It is contended on behalf of the appellees that the present suit
cannot be maintained, because the libel itself is fatally defective
in its averments. It is said to be too loose, inartificial, and
general in its structure to give a just foundation for any judgment
of condemnation. If this were admitted to be true, the only effect
would be, supposing the merits on the evidence appeared to be in
favor of the libellants, that the court would, according to its
known course of practice, remand the cause the circuit court with
directions to allow an amendment of the libel and ulterior
proceedings consequent thereon. But there is asserted to be another
fatal defect in the averments of the libel, which is incapable of
being cured because it cannot be established in point of fact, and
that is that the offenders are not alleged to have been convicted
upon any prosecution
in personam of the offense charged in
the libel. The argument is that there must be a due conviction upon
a prosecution and indictment for the offense
in personam
averred and proved in order to maintain the libel
in
rem.
In respect to the first objection it must be admitted that the
libel is drawn in an inartificial, inaccurate, and loose manner.
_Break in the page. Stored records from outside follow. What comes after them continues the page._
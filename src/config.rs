//! Configuration Management
//!
//! Persistent configuration for the admin panels, with environment overrides
//! for the API base URL and token storage location.

use crate::logging::LogLevel;
use anyhow::{Context, Result};
use serde::{Deserialize, Serialize};
use std::path::{Path, PathBuf};
use std::time::Duration;

pub const API_URL_ENV: &str = "CELLAR_ADMIN_API_URL";
pub const TOKEN_FILE_ENV: &str = "CELLAR_ADMIN_TOKEN_FILE";

pub const DEFAULT_API_URL: &str = "http://localhost:5000/api";

fn default_page_size() -> u32 {
    crate::resource::pagination::DEFAULT_LIMIT
}

fn default_search_debounce_ms() -> u64 {
    300
}

fn default_request_timeout_secs() -> u64 {
    30
}

/// User configuration
#[derive(Debug, Clone, PartialEq, Serialize, Deserialize)]
pub struct Config {
    /// Backend base URL, e.g. `https://api.example.com/api`
    #[serde(default)]
    pub api_base_url: Option<String>,
    /// JSON storage file holding the `admin_token` key
    #[serde(default)]
    pub token_file: Option<PathBuf>,
    #[serde(default = "default_page_size")]
    pub page_size: u32,
    #[serde(default = "default_search_debounce_ms")]
    pub search_debounce_ms: u64,
    #[serde(default = "default_request_timeout_secs")]
    pub request_timeout_secs: u64,
    #[serde(default)]
    pub log_level: LogLevel,
    /// YAML file with extra or replacement resource definitions
    #[serde(default)]
    pub resource_overrides: Option<PathBuf>,
    /// Store whose admin panel is opened
    #[serde(default)]
    pub store_id: Option<String>,
}

impl Default for Config {
    fn default() -> Self {
        Self {
            api_base_url: None,
            token_file: None,
            page_size: default_page_size(),
            search_debounce_ms: default_search_debounce_ms(),
            request_timeout_secs: default_request_timeout_secs(),
            log_level: LogLevel::default(),
            resource_overrides: None,
            store_id: None,
        }
    }
}

impl Config {
    /// Get the config file path
    pub fn config_path() -> Option<PathBuf> {
        dirs::config_dir().map(|p| p.join("cellar-admin").join("config.json"))
    }

    /// Load configuration from disk
    pub fn load() -> Self {
        match Self::config_path() {
            Some(path) => Self::load_from(&path),
            None => Self::default(),
        }
    }

    /// Load from a specific file; missing or corrupt files give defaults
    pub fn load_from(path: &Path) -> Self {
        if !path.exists() {
            return Self::default();
        }

        match std::fs::read_to_string(path) {
            Ok(content) => serde_json::from_str(&content).unwrap_or_else(|e| {
                tracing::warn!("Ignoring unreadable config {:?}: {}", path, e);
                Self::default()
            }),
            Err(_) => Self::default(),
        }
    }

    /// Save configuration to disk
    pub fn save(&self) -> Result<()> {
        let Some(path) = Self::config_path() else {
            return Ok(());
        };
        self.save_to(&path)
    }

    pub fn save_to(&self, path: &Path) -> Result<()> {
        if let Some(parent) = path.parent() {
            std::fs::create_dir_all(parent)
                .with_context(|| format!("Failed to create {:?}", parent))?;
        }

        let content = serde_json::to_string_pretty(self)?;
        std::fs::write(path, content).with_context(|| format!("Failed to write {:?}", path))?;

        Ok(())
    }

    /// Get effective base URL (env > config > default)
    pub fn effective_api_url(&self) -> String {
        resolve_api_url(std::env::var(API_URL_ENV).ok(), self.api_base_url.as_deref())
    }

    /// Get effective token storage file (env > config > data dir)
    pub fn effective_token_file(&self) -> PathBuf {
        resolve_token_file(
            std::env::var_os(TOKEN_FILE_ENV).map(PathBuf::from),
            self.token_file.as_deref(),
        )
    }

    pub fn search_debounce(&self) -> Duration {
        Duration::from_millis(self.search_debounce_ms)
    }

    pub fn request_timeout(&self) -> Duration {
        Duration::from_secs(self.request_timeout_secs.max(1))
    }

    /// Set store and save
    pub fn set_store(&mut self, store_id: &str) -> Result<()> {
        self.store_id = Some(store_id.to_string());
        self.save()
    }
}

fn non_blank(value: &str) -> Option<&str> {
    let trimmed = value.trim();
    (!trimmed.is_empty()).then_some(trimmed)
}

pub fn resolve_api_url(env: Option<String>, configured: Option<&str>) -> String {
    env.as_deref()
        .and_then(non_blank)
        .or_else(|| configured.and_then(non_blank))
        .unwrap_or(DEFAULT_API_URL)
        .trim_end_matches('/')
        .to_string()
}

pub fn resolve_token_file(env: Option<PathBuf>, configured: Option<&Path>) -> PathBuf {
    env.filter(|p| !p.as_os_str().is_empty())
        .or_else(|| configured.map(Path::to_path_buf))
        .unwrap_or_else(default_token_file)
}

fn default_token_file() -> PathBuf {
    if let Some(data_dir) = dirs::data_dir() {
        return data_dir.join("cellar-admin").join("storage.json");
    }
    if let Some(home) = dirs::home_dir() {
        return home.join(".cellar-admin").join("storage.json");
    }
    PathBuf::from("cellar-admin-storage.json")
}

#[cfg(test)]
mod tests {
    use super::*;
    use tempfile::tempdir;

    #[test]
    fn test_api_url_precedence() {
        assert_eq!(resolve_api_url(None, None), DEFAULT_API_URL);
        assert_eq!(
            resolve_api_url(None, Some("https://admin.example.com/api/")),
            "https://admin.example.com/api"
        );
        assert_eq!(
            resolve_api_url(Some("http://staging/api".into()), Some("https://prod/api")),
            "http://staging/api"
        );
        assert_eq!(resolve_api_url(Some("  ".into()), Some("https://prod/api")), "https://prod/api");
    }

    #[test]
    fn test_token_file_precedence() {
        let configured = PathBuf::from("/srv/admin/storage.json");
        assert_eq!(
            resolve_token_file(Some("/tmp/t.json".into()), Some(&configured)),
            PathBuf::from("/tmp/t.json")
        );
        assert_eq!(resolve_token_file(None, Some(&configured)), configured);
        assert!(resolve_token_file(None, None).ends_with("storage.json"));
    }

    #[test]
    fn test_save_and_load_round_trip() {
        let dir = tempdir().unwrap();
        let path = dir.path().join("nested").join("config.json");
        let config = Config {
            api_base_url: Some("https://api.example.com".into()),
            page_size: 50,
            store_id: Some("store-7".into()),
            log_level: LogLevel::Debug,
            ..Config::default()
        };
        config.save_to(&path).unwrap();
        assert_eq!(Config::load_from(&path), config);
    }

    #[test]
    fn test_corrupt_or_partial_config_uses_defaults() {
        let dir = tempdir().unwrap();
        let path = dir.path().join("config.json");

        std::fs::write(&path, "{ not json").unwrap();
        assert_eq!(Config::load_from(&path), Config::default());

        std::fs::write(&path, r#"{"page_size": 10}"#).unwrap();
        let config = Config::load_from(&path);
        assert_eq!(config.page_size, 10);
        assert_eq!(config.search_debounce(), Duration::from_millis(300));
        assert_eq!(config.request_timeout(), Duration::from_secs(30));
    }
}
//! File logging setup

use anyhow::{Context, Result};
use serde::{Deserialize, Serialize};
use std::path::PathBuf;
use tracing::Level;
use tracing_appender::non_blocking::WorkerGuard;
use tracing_subscriber::fmt::writer::MakeWriterExt;

#[derive(Debug, Clone, Copy, Default, PartialEq, Eq, Serialize, Deserialize)]
#[serde(rename_all = "lowercase")]
pub enum LogLevel {
    #[default]
    Off,
    Error,
    Warn,
    Info,
    Debug,
    Trace,
}

impl LogLevel {
    pub fn to_tracing_level(self) -> Option<Level> {
        match self {
            LogLevel::Off => None,
            LogLevel::Error => Some(Level::ERROR),
            LogLevel::Warn => Some(Level::WARN),
            LogLevel::Info => Some(Level::INFO),
            LogLevel::Debug => Some(Level::DEBUG),
            LogLevel::Trace => Some(Level::TRACE),
        }
    }
}

/// Install a file subscriber; keep the returned guard alive to flush logs
///
/// Returns `Ok(None)` for [`LogLevel::Off`] or when a global subscriber is
/// already installed by the host application.
pub fn setup_logging(level: LogLevel) -> Result<Option<WorkerGuard>> {
    let Some(tracing_level) = level.to_tracing_level() else {
        return Ok(None);
    };

    let log_path = get_log_path();

    if let Some(parent) = log_path.parent() {
        std::fs::create_dir_all(parent)
            .with_context(|| format!("Failed to create log directory {:?}", parent))?;
    }

    let file = std::fs::OpenOptions::new()
        .create(true)
        .append(true)
        .open(&log_path)
        .with_context(|| format!("Failed to open log file {:?}", log_path))?;

    let (non_blocking, guard) = tracing_appender::non_blocking(file);

    let installed = tracing_subscriber::fmt()
        .with_max_level(tracing_level)
        .with_writer(non_blocking.with_max_level(tracing_level))
        .with_ansi(false)
        .with_target(true)
        .with_thread_ids(false)
        .with_file(true)
        .with_line_number(true)
        .try_init();

    if installed.is_err() {
        return Ok(None);
    }

    tracing::info!("cellar-admin logging at level {:?}", level);
    tracing::info!("Log file: {:?}", log_path);

    Ok(Some(guard))
}

pub fn get_log_path() -> PathBuf {
    if let Some(config_dir) = dirs::config_dir() {
        return config_dir.join("cellar-admin").join("cellar-admin.log");
    }
    if let Some(home) = dirs::home_dir() {
        return home.join(".cellar-admin").join("cellar-admin.log");
    }
    PathBuf::from("cellar-admin.log")
}

#[cfg(test)]
mod tests {
    use super::*;

    #[test]
    fn test_off_installs_nothing() {
        assert!(setup_logging(LogLevel::Off).unwrap().is_none());
    }

    #[test]
    fn test_level_parses_lowercase() {
        let level: LogLevel = serde_json::from_str("\"debug\"").unwrap();
        assert_eq!(level.to_tracing_level(), Some(Level::DEBUG));
    }
}
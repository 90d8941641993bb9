//! Export of the current view to CSV or JSON

use super::model::{value_to_string, Resource};
use super::registry::ResourceDef;
use crate::api::http::Download;
use serde_json::Value;
use std::str::FromStr;

/// Requested export format
#[derive(Debug, Clone, Copy, PartialEq, Eq)]
pub enum ExportFormat {
    Csv,
    Json,
}

impl ExportFormat {
    pub fn as_str(&self) -> &'static str {
        match self {
            Self::Csv => "csv",
            Self::Json => "json",
        }
    }

    pub fn content_type(&self) -> &'static str {
        match self {
            Self::Csv => "text/csv; charset=utf-8",
            Self::Json => "application/json",
        }
    }
}

impl FromStr for ExportFormat {
    type Err = String;

    fn from_str(s: &str) -> Result<Self, Self::Err> {
        match s.trim().to_lowercase().as_str() {
            "csv" => Ok(Self::Csv),
            "json" => Ok(Self::Json),
            other => Err(format!("Unsupported export format: {}", other)),
        }
    }
}

/// Downloadable export
#[derive(Debug, Clone, PartialEq, Eq)]
pub struct ExportBlob {
    pub file_name: String,
    pub content_type: String,
    pub bytes: Vec<u8>,
}

impl ExportBlob {
    /// Wrap a backend download, keeping its content type when it sent one
    pub fn from_download(def: &ResourceDef, format: ExportFormat, download: Download) -> Self {
        Self {
            file_name: file_name(def, format),
            content_type: download
                .content_type
                .unwrap_or_else(|| format.content_type().to_string()),
            bytes: download.bytes,
        }
    }
}

/// `{key}-{YYYYMMDD}.{ext}`
pub fn file_name(def: &ResourceDef, format: ExportFormat) -> String {
    format!(
        "{}-{}.{}",
        def.key,
        chrono::Local::now().format("%Y%m%d"),
        format.as_str()
    )
}

/// Column list: the configured export fields, else every top-level key in
/// order of first appearance
fn columns(items: &[Resource], def: &ResourceDef) -> Vec<String> {
    if !def.export.fields.is_empty() {
        return def.export.fields.clone();
    }
    let mut columns: Vec<String> = Vec::new();
    for item in items {
        for key in item.keys() {
            if !columns.iter().any(|c| c == key) {
                columns.push(key.clone());
            }
        }
    }
    columns
}

fn escape_csv(field: &str) -> String {
    if field.contains([',', '"', '\n', '\r']) {
        format!("\"{}\"", field.replace('"', "\"\""))
    } else {
        field.to_string()
    }
}

/// Serialize items to CSV with a header row
pub fn to_csv(items: &[Resource], def: &ResourceDef) -> String {
    let columns = columns(items, def);
    let mut out = String::new();

    out.push_str(
        &columns
            .iter()
            .map(|c| escape_csv(c))
            .collect::<Vec<_>>()
            .join(","),
    );
    out.push('\n');

    for item in items {
        let row: Vec<String> = columns
            .iter()
            .map(|col| escape_csv(&item.get_path(col).and_then(value_to_string).unwrap_or_default()))
            .collect();
        out.push_str(&row.join(","));
        out.push('\n');
    }

    out
}

/// Serialize items locally; no network involved
pub fn export_items(items: &[Resource], def: &ResourceDef, format: ExportFormat) -> ExportBlob {
    let bytes = match format {
        ExportFormat::Csv => to_csv(items, def).into_bytes(),
        ExportFormat::Json => {
            let values: Vec<Value> = items.iter().cloned().map(Resource::into_value).collect();
            serde_json::to_vec_pretty(&values).unwrap_or_default()
        }
    };

    ExportBlob {
        file_name: file_name(def, format),
        content_type: format.content_type().to_string(),
        bytes,
    }
}

#[cfg(test)]
mod tests {
    use super::*;
    use crate::resource::registry::ExportDef;
    use serde_json::json;

    fn items() -> Vec<Resource> {
        vec![
            json!({"id": 1, "name": "Red, Dry", "brand": {"name": "Bodega"}}),
            json!({"id": 2, "name": "Say \"cheers\"", "abv": 5.5}),
        ]
        .into_iter()
        .filter_map(Resource::from_value)
        .collect()
    }

    #[test]
    fn test_csv_escapes_and_infers_columns() {
        let def = ResourceDef::new("products", "products");
        let csv = to_csv(&items(), &def);
        let lines: Vec<&str> = csv.lines().collect();
        assert_eq!(lines[0], "brand,id,name,abv");
        assert_eq!(lines[1], r#""{""name"":""Bodega""}",1,"Red, Dry","#);
        assert_eq!(lines[2], r#",2,"Say ""cheers""",5.5"#);
    }

    #[test]
    fn test_csv_uses_configured_fields_with_paths() {
        let def = ResourceDef::new("products", "products").with_export(ExportDef {
            fields: vec!["name".into(), "brand.name".into()],
            ..ExportDef::default()
        });
        let csv = to_csv(&items(), &def);
        assert_eq!(csv.lines().nth(1), Some(r#""Red, Dry",Bodega"#));
    }

    #[test]
    fn test_json_export_round_trips_items() {
        let def = ResourceDef::new("products", "products");
        let blob = export_items(&items(), &def, ExportFormat::Json);
        let parsed: Vec<Value> = serde_json::from_slice(&blob.bytes).unwrap();
        assert_eq!(parsed.len(), 2);
        assert_eq!(blob.content_type, "application/json");
        assert!(blob.file_name.starts_with("products-"));
        assert!(blob.file_name.ends_with(".json"));
    }

    #[test]
    fn test_format_parses_case_insensitively() {
        assert_eq!("CSV".parse::<ExportFormat>(), Ok(ExportFormat::Csv));
        assert_eq!(" json ".parse::<ExportFormat>(), Ok(ExportFormat::Json));
        assert!("xlsx".parse::<ExportFormat>().is_err());
    }

    #[test]
    fn test_empty_view_has_header_only() {
        let def = ResourceDef::new("products", "products").with_export(ExportDef {
            fields: vec!["id".into()],
            ..ExportDef::default()
        });
        assert_eq!(to_csv(&[], &def), "id\n");
    }
}
//! Pagination state
//!
//! Invariant: `1 <= page <= max(1, pages)` with `pages = ceil(total / limit)`.
//! Every mutator re-clamps, so a stale page number can never point past the
//! end of a shrunken result set.

use crate::api::http::PageMeta;

/// Default page size when neither the resource nor the config sets one
pub const DEFAULT_LIMIT: u32 = 20;

/// Page/limit/total for a list view
#[derive(Debug, Clone, Copy, PartialEq, Eq)]
pub struct PaginationState {
    page: u32,
    limit: u32,
    total: u64,
}

impl Default for PaginationState {
    fn default() -> Self {
        Self::new(DEFAULT_LIMIT)
    }
}

impl PaginationState {
    pub fn new(limit: u32) -> Self {
        Self {
            page: 1,
            limit: limit.max(1),
            total: 0,
        }
    }

    pub fn page(&self) -> u32 {
        self.page
    }

    pub fn limit(&self) -> u32 {
        self.limit
    }

    pub fn total(&self) -> u64 {
        self.total
    }

    /// `ceil(total / limit)`, zero for an empty set
    pub fn pages(&self) -> u32 {
        let pages = self.total.div_ceil(u64::from(self.limit));
        u32::try_from(pages).unwrap_or(u32::MAX)
    }

    pub fn last_page(&self) -> u32 {
        self.pages().max(1)
    }

    /// Index of the first item of the current page
    pub fn offset(&self) -> u64 {
        u64::from(self.page - 1) * u64::from(self.limit)
    }

    pub fn has_next(&self) -> bool {
        self.page < self.pages()
    }

    pub fn has_prev(&self) -> bool {
        self.page > 1
    }

    fn clamp(&mut self) {
        self.page = self.page.clamp(1, self.last_page());
    }

    /// Move to `page`, clamped into range
    pub fn set_page(&mut self, page: u32) {
        self.page = page;
        self.clamp();
    }

    /// Move to `page` without knowing the total yet (before the first load)
    pub fn request_page(&mut self, page: u32) {
        self.page = page.max(1);
    }

    pub fn next_page(&mut self) {
        if self.has_next() {
            self.page += 1;
        }
    }

    pub fn prev_page(&mut self) {
        if self.has_prev() {
            self.page -= 1;
        }
    }

    pub fn reset_page(&mut self) {
        self.page = 1;
    }

    /// Change page size; returns to the first page
    pub fn set_limit(&mut self, limit: u32) {
        self.limit = limit.max(1);
        self.page = 1;
    }

    pub fn set_total(&mut self, total: u64) {
        self.total = total;
        self.clamp();
    }

    /// Adopt the server's pagination block, falling back to the item count
    pub fn apply_meta(&mut self, meta: Option<&PageMeta>, item_count: usize) {
        let total = meta.and_then(|m| m.total).unwrap_or(item_count as u64);
        if let Some(limit) = meta.and_then(|m| m.limit).filter(|l| *l > 0) {
            self.limit = limit;
        }
        if let Some(page) = meta.and_then(|m| m.page).filter(|p| *p > 0) {
            self.page = page;
        }
        self.set_total(total);
    }

    /// Range of indices for the current page within a locally held list
    pub fn slice_range(&self, len: usize) -> std::ops::Range<usize> {
        let start = usize::try_from(self.offset()).unwrap_or(usize::MAX).min(len);
        let end = start.saturating_add(self.limit as usize).min(len);
        start..end
    }

    pub fn to_query(&self) -> Vec<(String, String)> {
        vec![
            ("page".to_string(), self.page.to_string()),
            ("limit".to_string(), self.limit.to_string()),
        ]
    }
}
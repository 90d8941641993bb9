//! API error taxonomy
//!
//! Every failure the admin backend can produce is folded into [`ApiError`]
//! at the network boundary, so controllers only ever handle one contract.

use reqwest::StatusCode;

/// Fallback text when the backend gives no usable message
pub const GENERIC_FAILURE: &str = "Request failed";

/// Errors surfaced by API calls and controller operations
#[derive(Debug, Clone, PartialEq, Eq, thiserror::Error)]
pub enum ApiError {
    /// No usable token, or the backend answered 401
    #[error("authentication failed: {0}")]
    Authentication(String),
    /// Missing/invalid fields, caught client-side or reported as 400/422
    #[error("validation failed: {message}")]
    Validation { message: String, fields: Vec<String> },
    /// Target no longer exists server-side (404)
    #[error("not found: {0}")]
    NotFound(String),
    /// Transport failure, timeout, or malformed response body
    #[error("network error: {0}")]
    Network(String),
    /// Any other non-success response, including `success: false`
    #[error("server error ({status}): {message}")]
    Server { status: u16, message: String },
}

impl ApiError {
    /// Validation failure for a set of missing or blank fields
    pub fn missing_fields(fields: Vec<String>) -> Self {
        Self::Validation {
            message: format!("Missing required fields: {}", fields.join(", ")),
            fields,
        }
    }

    /// Map a failed HTTP status and optional body message to a variant
    pub fn from_status(status: StatusCode, message: Option<String>) -> Self {
        match status {
            StatusCode::UNAUTHORIZED => Self::Authentication(
                message.unwrap_or_else(|| "Session expired. Sign in again.".to_string()),
            ),
            StatusCode::NOT_FOUND => {
                Self::NotFound(message.unwrap_or_else(|| "Resource not found.".to_string()))
            }
            StatusCode::BAD_REQUEST | StatusCode::UNPROCESSABLE_ENTITY => Self::Validation {
                message: message.unwrap_or_else(|| "Invalid request.".to_string()),
                fields: Vec::new(),
            },
            _ => Self::Server {
                status: status.as_u16(),
                message: message.unwrap_or_else(|| GENERIC_FAILURE.to_string()),
            },
        }
    }

    /// Text for the inline error notice
    pub fn user_message(&self) -> String {
        match self {
            Self::Authentication(msg) | Self::NotFound(msg) => msg.clone(),
            Self::Validation { message, .. } | Self::Server { message, .. } => message.clone(),
            Self::Network(_) => format!("{}. Check your network connection and try again.", GENERIC_FAILURE),
        }
    }

    pub fn is_authentication(&self) -> bool {
        matches!(self, Self::Authentication(_))
    }
}

impl From<reqwest::Error> for ApiError {
    fn from(err: reqwest::Error) -> Self {
        let kind = if err.is_timeout() {
            "request timed out"
        } else if err.is_connect() {
            "connection failed"
        } else if err.is_decode() {
            "malformed response body"
        } else {
            "transport failure"
        };
        // Security: the full reqwest error carries the URL, keep it out of user text
        tracing::debug!("reqwest error: {}", err);
        Self::Network(kind.to_string())
    }
}

#[cfg(test)]
mod tests {
    use super::*;

    #[test]
    fn test_status_mapping() {
        assert!(ApiError::from_status(StatusCode::UNAUTHORIZED, None).is_authentication());
        assert!(matches!(
            ApiError::from_status(StatusCode::NOT_FOUND, None),
            ApiError::NotFound(_)
        ));
        assert!(matches!(
            ApiError::from_status(StatusCode::UNPROCESSABLE_ENTITY, Some("bad".into())),
            ApiError::Validation { .. }
        ));
        assert_eq!(
            ApiError::from_status(StatusCode::SERVICE_UNAVAILABLE, None),
            ApiError::Server {
                status: 503,
                message: GENERIC_FAILURE.to_string()
            }
        );
    }

    #[test]
    fn test_user_message_prefers_body_message() {
        let err = ApiError::from_status(StatusCode::CONFLICT, Some("SKU already exists".into()));
        assert_eq!(err.user_message(), "SKU already exists");
    }

    #[test]
    fn test_missing_fields_message() {
        let err = ApiError::missing_fields(vec!["name".into(), "price".into()]);
        assert_eq!(err.user_message(), "Missing required fields: name, price");
    }
}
The strict rules of the common law as to criminal prosecutions have
never been supposed by this Court to be required in informations of
seizure in the admiralty for forfeitures, which are deemed to be
civil proceedings
in
Page 25 U. S. 13
rem. Even on indictments at the common law, it is often
sufficient to state the offense in the very terms of the
prohibitory statute, and the cases cited by the Attorney General
are directly in point. In informations in the Exchequer for
seizures, general allegations bringing the case within the words of
the statute have been often held sufficient. And in this Court it
has been repeatedly held that in libels
in rem, less
certainty than what belongs to proceedings at the common law will
sustain a decree of condemnation if the words of the statute are
pursued and the allegations point out the facts, so as to give
reasonable notice to the party to enable him to shape his defense.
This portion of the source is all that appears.